Edge Delta Deduplicate Node

Deduplicate logs in a pipeline.

3 minute read

Overview

The Dedup node is used to deduplicate identical logs discovered within a specified interval. Identical logs are those with the same body, attributes, and resources. This node is useful in scenarios where you want to reduce data volume.

Duplicate logs may come about as a result of parallel pipeline design or from systems upstream of the agent.

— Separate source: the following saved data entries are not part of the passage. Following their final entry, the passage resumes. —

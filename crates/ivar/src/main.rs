use anyhow::{Context, Result};
use clap::Parser;
use ivar_renderer::{Camera, CameraConfig, RenderSettings};
use log::LevelFilter;
use rand::rngs::StdRng;
use rand::SeedableRng;
use std::path::Path;
use std::time::Instant;

mod cli;
mod scene;

use cli::Args;

fn init_logger(level: LevelFilter) {
    env_logger::Builder::new()
        .filter_level(level)
        .parse_default_env()
        .init();
}

fn load_camera(path: &Path) -> Result<CameraConfig> {
    let text = std::fs::read_to_string(path)
        .with_context(|| format!("Failed to read camera file {}", path.display()))?;
    serde_json::from_str(&text)
        .with_context(|| format!("Failed to parse camera file {}", path.display()))
}

fn main() -> Result<()> {
    let args = Args::parse();
    init_logger(args.log_level.clone().into());

    let start = Instant::now();
    let mut scene_rng = match args.seed {
        Some(seed) => StdRng::seed_from_u64(seed),
        None => StdRng::from_entropy(),
    };
    let scene = scene::build(args.scene, &mut scene_rng);
    log::info!("Scene built in {:?}", start.elapsed());

    let mut config = match &args.camera {
        Some(path) => load_camera(path)?,
        None => scene.camera,
    };
    if let Some(width) = args.width {
        config.image_width = width;
    }
    if let Some(aspect) = args.aspect {
        config.aspect_ratio = aspect;
    }
    if let Some(samples) = args.samples {
        config.samples_per_pixel = samples;
    }
    if let Some(max_depth) = args.max_depth {
        config.max_depth = max_depth;
    }

    let camera = Camera::new(config).context("Invalid camera configuration")?;

    let mut settings = RenderSettings::default();
    if let Some(workers) = args.workers {
        settings.workers = workers;
    }
    settings.seed = args.seed;

    let image = camera.render(&scene.world, &settings)?;

    ivar_renderer::save(&image, &args.output)
        .with_context(|| format!("Failed to write {}", args.output.display()))?;

    Ok(())
}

If duplicates are found, one instance will pass with a log_count attribute for the number of replicas dropped. The count attribute counts the number of dropped logs - two identical logs will result in a single log with a log_count attribute of 1. The timestamp is ignored so identical logs with different timestamps but within the same interval will be rolled up into a single log.

Example Configuration

In this example, identical logs within a 2 minute interval will be dropped. An attribute, http_status_code, is ignored. This means variation in this field will not prevent rolling up. In addition, the log_count field is renamed to dedup_log_count.

- name: dedup_processor
  type: dedup
  interval: 2m
  excluded_field_paths:
    - item.attributes.http_status_code
  count_field_path: item.attributes.dedup_log_count

Example Input

{
  "id": "5a8fa619-54c6-4e99-98b4-e207827d7f7f",
  "timestamp": 1732507791786,
  "severity_text": "",
  "body": "User login attempt",
  "resource": {
    ...
  },
  "attributes": {
    "user_id": "56789",
    "http_status_code": "200"
  }
}
{
  "id": "c3ad2a78-af53-47e5-8407-c3956ff2c9a1",
  "timestamp": 1732507791798,
  "severity_text": "",
  "body": "User login attempt",
  "resource": {
    ...
  },
  "attributes": {
    "user_id": "56789",
    "http_status_code": "401"
  }
}

Example Output

{
  "id": "c3ad2a78-af53-47e5-8407-c3956ff2c9a1",
  "timestamp": 1732507791798,
  "severity_text": "",
  "body": "User login attempt",
  "resource": {
    ...
  },
  "attributes": {
    "user_id": "56789",
    "http_status_code": "200",
    "dedup_log_count": 1
  }
}

A single log instance is passed and enriched with a dedup_log_count attribute indicating the number of log instances that were rolled up into the single item.

Required Parameters

name

A descriptive name for the node. This is the name that will appear in Visual Builder and you can reference this node in the YAML using the name. It must be unique across all nodes. It is a YAML list element so it begins with a - and a space followed by the string. It is a required parameter for all nodes.

nodes:
  - name: <node name>
    type: <node type>

type: dedup

The type parameter specifies the type of node being configured. It is specified as a string from a closed list of node types. It is a required parameter.

nodes:
  - name: <node name>
    type: <node type>

Optional Parameters

count_field_path

The count_field_path parameter specifies the name of the attribute field that will contain the integer for the number of logs that were rolled up. You specify it as a string. It is optional and the default is log_count.

- name: dedup_processor
  type: dedup
  count_field_path: item.attributes.dedup_log_count

excluded_field_paths

The excluded_field_paths parameter specifies the fields that should not be evaluated for variation. This means that even if these fields are different, the log might be rolled up. You specify one or more items as a list and it is optional. By default, the timestamp is excluded while the body field cannot be excluded.

- name: dedup_processor
  type: dedup
  excluded_field_paths:
    - item.attributes.http_status_code

interval

The interval parameter defines the window in which the node evaluates logs for duplicates. If one identical log falls within each interval it will not be dropped and rolled up. It is specified as a duration, the default is 30s and it is optional.

- name: dedup_processor
  type: dedup
  interval: 2m